Many papers did not describe distal or upper limb extensor and lower limb flexor weakness (online supplemental file 1). This can be illustrated in a study of extramedullary tumours causing spinal cord compression, where authors discuss that pyramidal weakness results in an ‘increase of the deep reflexes and diminution or loss of the abdominal reflexes’ without specifying a motor weakness pattern.2 Literature that does not describe a weakness pattern may be attributed to included studies exploring other localising signs of CNS lesions beyond motor weakness.

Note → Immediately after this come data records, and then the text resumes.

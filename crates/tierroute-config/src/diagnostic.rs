// SPDX-FileCopyrightText: 2026 TierRoute Contributors
// SPDX-License-Identifier: MIT OR Apache-2.0

//! Figment-to-miette error bridge with fuzzy match suggestions.
//!
//! Deserialization failures (unknown keys, unknown tier or mode names,
//! wrong value types) become miette diagnostics carrying a source span
//! where one can be located and a "did you mean?" hint from Jaro-Winkler
//! similarity.

#![allow(unused_assignments)] // miette's Diagnostic derive generates code triggering this lint

use miette::{Diagnostic, NamedSource, SourceSpan};
use thiserror::Error;

/// Minimum Jaro-Winkler similarity score to suggest a correction.
const SUGGESTION_THRESHOLD: f64 = 0.75;

/// A configuration error with rich diagnostic information.
#[derive(Debug, Error, Diagnostic)]
pub enum ConfigError {
    /// An unknown key was found in the configuration.
    #[error("unknown configuration key `{key}`")]
    #[diagnostic(
        code(tierroute::config::unknown_key),
        help("{}", format_suggestion_help(suggestion.as_deref(), "valid keys", valid_keys))
    )]
    UnknownKey {
        key: String,
        suggestion: Option<String>,
        valid_keys: String,
        #[label("this key is not recognized")]
        span: Option<SourceSpan>,
        #[source_code]
        src: Option<NamedSource<String>>,
    },

    /// A value names a tier or mode that does not exist.
    #[error("unknown value `{value}` for `{key}`")]
    #[diagnostic(
        code(tierroute::config::unknown_value),
        help("{}", format_suggestion_help(suggestion.as_deref(), "expected one of", expected))
    )]
    UnknownValue {
        key: String,
        value: String,
        suggestion: Option<String>,
        expected: String,
    },

    /// A configuration value has the wrong type.
    #[error("invalid type for key `{key}`: {detail}")]
    #[diagnostic(code(tierroute::config::invalid_type), help("expected {expected}"))]
    InvalidType {
        key: String,
        detail: String,
        expected: String,
    },

    /// A required configuration key is missing.
    #[error("missing required key `{key}`")]
    #[diagnostic(
        code(tierroute::config::missing_key),
        help("add `{key} = <value>` to your tierroute.toml")
    )]
    MissingKey { key: String },

    /// A value deserialized but violates a semantic constraint.
    #[error("validation error: {message}")]
    #[diagnostic(code(tierroute::config::validation))]
    Validation { message: String },

    #[error("configuration error: {0}")]
    #[diagnostic(code(tierroute::config::other))]
    Other(String),
}

fn format_suggestion_help(suggestion: Option<&str>, label: &str, options: &str) -> String {
    match suggestion {
        Some(s) => format!("did you mean `{s}`? {label}: {options}"),
        None => format!("{label}: {options}"),
    }
}

fn error_key(error: &figment::Error) -> String {
    error
        .path
        .iter()
        .map(|s| s.to_string())
        .collect::<Vec<_>>()
        .join(".")
}

/// Convert a `figment::Error` into a list of `ConfigError` diagnostics.
///
/// `toml_sources` holds `(path, content)` pairs used to locate spans for
/// unknown keys.
pub fn figment_to_config_errors(
    err: figment::Error,
    toml_sources: &[(String, String)],
) -> Vec<ConfigError> {
    use figment::error::Kind;

    let mut errors = Vec::new();

    for error in err {
        let config_error = match &error.kind {
            Kind::UnknownField(field, expected) => {
                let valid_keys: Vec<&str> = expected.to_vec();
                let suggestion = suggest_key(field, &valid_keys);
                let (span, src) = find_source_span(&error, field, toml_sources);

                ConfigError::UnknownKey {
                    key: field.clone(),
                    suggestion,
                    valid_keys: valid_keys.join(", "),
                    span,
                    src,
                }
            }
            Kind::UnknownVariant(value, expected) => {
                let options: Vec<&str> = expected.to_vec();
                ConfigError::UnknownValue {
                    key: error_key(&error),
                    value: value.clone(),
                    suggestion: suggest_key(value, &options),
                    expected: options.join(", "),
                }
            }
            Kind::MissingField(field) => ConfigError::MissingKey {
                key: field.clone().into_owned(),
            },
            Kind::InvalidType(actual, expected) => ConfigError::InvalidType {
                key: error_key(&error),
                detail: format!("found {actual}, expected {expected}"),
                expected: expected.to_string(),
            },
            _ => ConfigError::Other(format!("{error}")),
        };

        errors.push(config_error);
    }

    errors
}

fn find_source_span(
    error: &figment::error::Error,
    field: &str,
    toml_sources: &[(String, String)],
) -> (Option<SourceSpan>, Option<NamedSource<String>>) {
    let source_path = error
        .metadata
        .as_ref()
        .and_then(|m| m.source.as_ref())
        .and_then(|s| match s {
            figment::Source::File(path) => Some(path.display().to_string()),
            _ => None,
        });

    // Inline strings carry no file source; fall back to the only source given.
    let source = match source_path {
        Some(path) => toml_sources.iter().find(|(p, _)| *p == path),
        None if toml_sources.len() == 1 => toml_sources.first(),
        None => None,
    };

    if let Some((path, content)) = source {
        let section: Vec<String> = error.path.iter().map(|s| s.to_string()).collect();

        if let Some(offset) = find_key_offset(content, &section, field) {
            let span = SourceSpan::new(offset.into(), field.len());
            let named = NamedSource::new(path, content.clone());
            return (Some(span), Some(named));
        }
    }

    (None, None)
}

/// Find the byte offset of `field` in TOML content below the table named by
/// `path` (for example `["router", "thresholds"]` looks after
/// `[router.thresholds]`). Top-level fields are searched from the start.
pub fn find_key_offset(content: &str, path: &[String], field: &str) -> Option<usize> {
    let search_start = if path.is_empty() {
        0
    } else {
        let header = format!("[{}]", path.join("."));
        content.find(&header).map(|pos| pos + header.len())?
    };

    let remaining = &content[search_start..];

    let mut byte_offset = 0;
    for line in remaining.split_inclusive('\n') {
        let trimmed = line.trim_start();
        if trimmed.starts_with('[') && byte_offset > 0 {
            // Next table; the key is not in this section.
            return None;
        }
        if let Some(after) = trimmed.strip_prefix(field) {
            if after.starts_with(' ') || after.starts_with('=') || after.starts_with('\t') {
                let field_start_in_line = line.len() - trimmed.len();
                return Some(search_start + byte_offset + field_start_in_line);
            }
        }
        byte_offset += line.len();
    }

    None
}

/// Suggest the closest valid key above the similarity threshold.
pub fn suggest_key(unknown: &str, valid_keys: &[&str]) -> Option<String> {
    let mut best_score = SUGGESTION_THRESHOLD;
    let mut best_match = None;

    for &key in valid_keys {
        let score = strsim::jaro_winkler(unknown, key);
        if score > best_score {
            best_score = score;
            best_match = Some(key.to_string());
        }
    }

    best_match
}

/// Render a list of `ConfigError`s to stderr using miette's graphical handler.
pub fn render_errors(errors: &[ConfigError]) {
    use miette::GraphicalReportHandler;

    let handler = GraphicalReportHandler::new();
    for error in errors {
        let mut buf = String::new();
        let diagnostic: &dyn Diagnostic = error;
        if handler.render_report(&mut buf, diagnostic).is_ok() {
            eprint!("{buf}");
        } else {
            eprintln!("Error: {error}");
        }
    }
}

#[cfg(test)]
mod tests {
    use super::*;

    #[test]
    fn suggests_threshold_key() {
        let valid = &["local", "production", "reasoning"];
        assert_eq!(
            suggest_key("producton", valid),
            Some("production".to_string())
        );
    }

    #[test]
    fn suggests_tier_name() {
        let valid = &["local", "production", "reasoning"];
        assert_eq!(suggest_key("reasonign", valid), Some("reasoning".to_string()));
    }

    #[test]
    fn no_suggestion_for_distant_typo() {
        let valid = &["mode", "default_tier", "examples_path"];
        assert_eq!(suggest_key("zzzzzz", valid), None);
    }

    #[test]
    fn finds_key_in_nested_table() {
        let content = "[router]\nmode = \"keyword\"\n\n[router.thresholds]\nlocl = 0.8\n";
        let path = vec!["router".to_string(), "thresholds".to_string()];
        let o = find_key_offset(content, &path, "locl").unwrap();
        assert_eq!(&content[o..o + 4], "locl");
    }

    #[test]
    fn key_in_later_table_is_not_matched() {
        let content = "[router]\nmode = \"keyword\"\n[history]\ncapacity = 5\n";
        let path = vec!["router".to_string()];
        assert_eq!(find_key_offset(content, &path, "capacity"), None);
    }
}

Variation in pyramidal weakness over time
The phrase pyramidal weakness varies in its use over time. The earliest paper in our search to associate pyramidal weakness to weakness in ‘extensors in the upper extremity and flexors in the lower extremity’ was found in 1988 in the context of cerebral infarcts.25 The association of pyramidal weakness with this pattern is also observed in literature published throughout the 21st century.6 7 Variation in the use of the term was observed in the context of unilateral weakness in encephalitis in 1922, with a reference to ‘pyramidal weakness of the left side of the body’ (figure 3).26 The term was used in a general manner to indicate UMN disturbance, without mention of weakness in upper limb extensors and lower limb flexors.26 In patients with spinal cord compression, authors have employed the phrase in a general sense to mean weakness in the ‘lower extremities and partially in upper extremities’, varying from its current format of use.2 Similar variation in the use of the phrase pyramidal weakness is observed in the setting of multiple sclerosis, meningitis, stroke and brain or spinal cord lesions.27–31
The phrase pyramidal weakness should infer a distal weakness pattern. As 17.9% of articles described distal weakness alongside an upper limb extensor and lower limb flexor pattern to indicate the UMN syndrome, the localisation of CNS lesions may be improved if distal weakness is considered (online supplemental file 1). Given the evidence of distal weakness as a feature of CNS lesions and the varied use of the phrase pyramidal weakness, this phrase should also infer a distal weakness pattern. This understanding will enable neurological trainees to expand their search for CNS lesions and improve their diagnostic formulation by looking for an additional motor presentation.
Limitations
Limitations of this study include its retrospective nature and a small number of included studies. Out of the 117 publications analysed, only 3 contested the reliability of the upper limb extensor and lower limb flexor motor weakness pattern. The small number of articles within our analysis may limit our interpretation of the reliability of this pattern. It should be noted that motor weakness is just one among various clinical signs that assist the localisation of CNS lesions, including increased muscle tone and reflexes, spasticity and clonus.3
Conclusion
A pattern of distal weakness and upper limb extensor and lower limb flexor weakness have been associated with CNS lesions. There is a varied understanding of ‘pyramidal weakness’ across time; this phrase should also infer a pattern of distal weakness. This understanding will enable neurology trainees to improve their localisation of CNS lesions by considering additional motor presentations.